At risk of reading this backwards, let's just ignore the robocalls themselves for a minute (plenty of time to get angry about that later). What's really interesting about this site? First, the financial resources the Obama campaign have at their disposal are once again allowing them to paint a picture of a disreputable rival who stoops to nothing to win power. This is despite the fact that McCain has occasionally disagreed with some of his more ridiculous supporters when they stood up at meetings and called Obama a terrorist. When Kerry took government funding, he was left with no equivalent resources to highlight the smear campaigns of the Republicans - and so they were left to stand unchallenged. (Compare Gil Troy's recent post: "When Republicans Raise Big Bucks They are Being Plutocratic, When Democrats Do It They Are Being Democratic.")
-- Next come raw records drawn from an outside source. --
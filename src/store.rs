//! Document persistence: the four named documents (`services`,
//! `servicespecs`, `subscriptions`, `nodestatuses`) the rest of the
//! controller treats as its durable state.
//!
//! Each document is a single named custom resource holding a `data` blob —
//! there is exactly one named instance per document kind, not one object
//! per service/subscription. [`DocumentStore`] abstracts the read/replace
//! pair so the coordinator and placement engine never talk to `kube`
//! directly; [`KubeDocumentStore`] is the production implementation and
//! [`InMemoryDocumentStore`] backs the test suite.

use std::collections::HashMap;
use std::sync::Arc;

use async_trait::async_trait;
use kube::api::{Patch, PatchParams};
use kube::core::{ApiResource, DynamicObject, GroupVersionKind};
use kube::{Api, Client};
use serde::{de::DeserializeOwned, Serialize};
use serde_json::{json, Value};
use tokio::sync::RwLock;
use tracing::{instrument, warn};

use crate::error::{Error, Result};

pub const DOC_SERVICES: DocumentKind = DocumentKind {
    plural: "services",
    name: "service-info",
};
pub const DOC_SERVICESPECS: DocumentKind = DocumentKind {
    plural: "servicespecs",
    name: "servicespec-info",
};
pub const DOC_SUBSCRIPTIONS: DocumentKind = DocumentKind {
    plural: "subscriptions",
    name: "subscription-info",
};
pub const DOC_NODESTATUSES: DocumentKind = DocumentKind {
    plural: "nodestatuses",
    name: "nodestatus-info",
};

/// A document's resource plural and the single name it is always stored
/// under.
#[derive(Debug, Clone, Copy, PartialEq, Eq)]
pub struct DocumentKind {
    pub plural: &'static str,
    pub name: &'static str,
}

/// Read/replace access to the four named documents, independent of the
/// backing store.
#[async_trait]
pub trait DocumentStore: Send + Sync {
    /// Fetch the `data` payload of `kind`, or `None` if it has never been
    /// written.
    async fn read(&self, kind: DocumentKind) -> Result<Option<Value>>;

    /// Upsert `data` as the `data` payload of `kind`.
    async fn write(&self, kind: DocumentKind, data: Value) -> Result<()>;
}

/// Typed convenience wrappers mirroring the reference `load_*`/`save_*`
/// helpers: callers work in `Vec<Service>` etc., not raw JSON.
pub struct Documents<'a> {
    store: &'a dyn DocumentStore,
}

impl<'a> Documents<'a> {
    pub fn new(store: &'a dyn DocumentStore) -> Self {
        Self { store }
    }

    async fn load<T: DeserializeOwned + Default>(&self, kind: DocumentKind) -> Result<T> {
        match self.store.read(kind).await? {
            Some(value) => serde_json::from_value(value)
                .map_err(|e| Error::StoreUnavailable(format!("malformed {}: {e}", kind.plural))),
            None => Ok(T::default()),
        }
    }

    async fn save<T: Serialize>(&self, kind: DocumentKind, data: &T) -> Result<()> {
        let value = serde_json::to_value(data)
            .map_err(|e| Error::Internal(format!("failed to serialize {}: {e}", kind.plural)))?;
        self.store.write(kind, value).await
    }

    pub async fn load_services(&self) -> Result<Vec<crate::domain::Service>> {
        self.load(DOC_SERVICES).await
    }

    pub async fn save_services(&self, services: &[crate::domain::Service]) -> Result<()> {
        self.save(DOC_SERVICES, &services).await
    }

    pub async fn load_service_specs(&self) -> Result<Vec<crate::domain::ServiceSpec>> {
        self.load(DOC_SERVICESPECS).await
    }

    pub async fn save_service_specs(&self, specs: &[crate::domain::ServiceSpec]) -> Result<()> {
        self.save(DOC_SERVICESPECS, &specs).await
    }

    pub async fn load_subscriptions(&self) -> Result<Vec<crate::domain::Subscription>> {
        self.load(DOC_SUBSCRIPTIONS).await
    }

    pub async fn save_subscriptions(&self, subs: &[crate::domain::Subscription]) -> Result<()> {
        self.save(DOC_SUBSCRIPTIONS, &subs).await
    }

    pub async fn load_node_status(&self) -> Result<crate::domain::NodeStatus> {
        self.load(DOC_NODESTATUSES).await
    }

    pub async fn save_node_status(&self, status: &crate::domain::NodeStatus) -> Result<()> {
        self.save(DOC_NODESTATUSES, &status).await
    }
}

/// `DocumentStore` backed by a single custom-resource `Data` kind per
/// document, addressed by `(group, version, plural)` and a fixed name.
pub struct KubeDocumentStore {
    client: Client,
    namespace: String,
    group: String,
    version: String,
}

impl KubeDocumentStore {
    pub fn new(client: Client, namespace: impl Into<String>, group: impl Into<String>, version: impl Into<String>) -> Self {
        Self {
            client,
            namespace: namespace.into(),
            group: group.into(),
            version: version.into(),
        }
    }

    fn api(&self, kind: DocumentKind) -> Api<DynamicObject> {
        let gvk = GroupVersionKind::gvk(&self.group, &self.version, "Data");
        let ar = ApiResource::from_gvk_with_plural(&gvk, kind.plural);
        Api::namespaced_with(self.client.clone(), &self.namespace, &ar)
    }
}

#[async_trait]
impl DocumentStore for KubeDocumentStore {
    #[instrument(skip(self), fields(plural = kind.plural))]
    async fn read(&self, kind: DocumentKind) -> Result<Option<Value>> {
        match self.api(kind).get(kind.name).await {
            Ok(obj) => Ok(obj.data.get("data").cloned()),
            Err(kube::Error::Api(e)) if e.code == 404 => Ok(None),
            Err(e) => {
                warn!(error = %e, "document read failed");
                Err(Error::Cluster(e))
            }
        }
    }

    #[instrument(skip(self, data), fields(plural = kind.plural))]
    async fn write(&self, kind: DocumentKind, data: Value) -> Result<()> {
        let body = json!({
            "apiVersion": format!("{}/{}", self.group, self.version),
            "kind": "Data",
            "metadata": { "name": kind.name },
            "data": data,
        });
        self.api(kind)
            .patch(kind.name, &PatchParams::apply("arha-controller").force(), &Patch::Apply(body))
            .await
            .map_err(Error::Cluster)?;
        Ok(())
    }
}

/// In-process `DocumentStore` used by tests and by any tooling that wants
/// to exercise the coordinator without a cluster.
#[derive(Default, Clone)]
pub struct InMemoryDocumentStore {
    documents: Arc<RwLock<HashMap<&'static str, Value>>>,
}

impl InMemoryDocumentStore {
    pub fn new() -> Self {
        Self::default()
    }
}

#[async_trait]
impl DocumentStore for InMemoryDocumentStore {
    async fn read(&self, kind: DocumentKind) -> Result<Option<Value>> {
        Ok(self.documents.read().await.get(kind.plural).cloned())
    }

    async fn write(&self, kind: DocumentKind, data: Value) -> Result<()> {
        self.documents.write().await.insert(kind.plural, data);
        Ok(())
    }
}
Second, we can see exactly what states McCain is worried about. The smear campaigns are precisely targeted at Nevada, Colorado and New Mexico in the West; Florida, North Carolina and Virginia in the South; New Hampshire in the Northeast; and Missouri, Ohio, Pennsylvania, and Wisconsin in the Midwest. (God knows there's probably some people in Oklahoma who probably haven't even realised there's a campaign going on yet!)
Of course, nothing new here. Only fight the battles you need to win. But this kind of careful targeting - engaged in by both campaigns for fairly obvious reasons, to maximise the bang for your buck - is worrying. It's what produced the debacle of 2000: when the two campaigns campaigned so carefully to balance against each others' advantages that they unintentionally produced a dead heat and a constitutional crisis. And it helps explain why Red state voters identify with McCain's claims that Obama is the one running the most negative campaign in history, and reject the Democrats' claims that McCain is the sewer politician. After all, they don't get to see or hear any of these robocalls and defamatory mailings.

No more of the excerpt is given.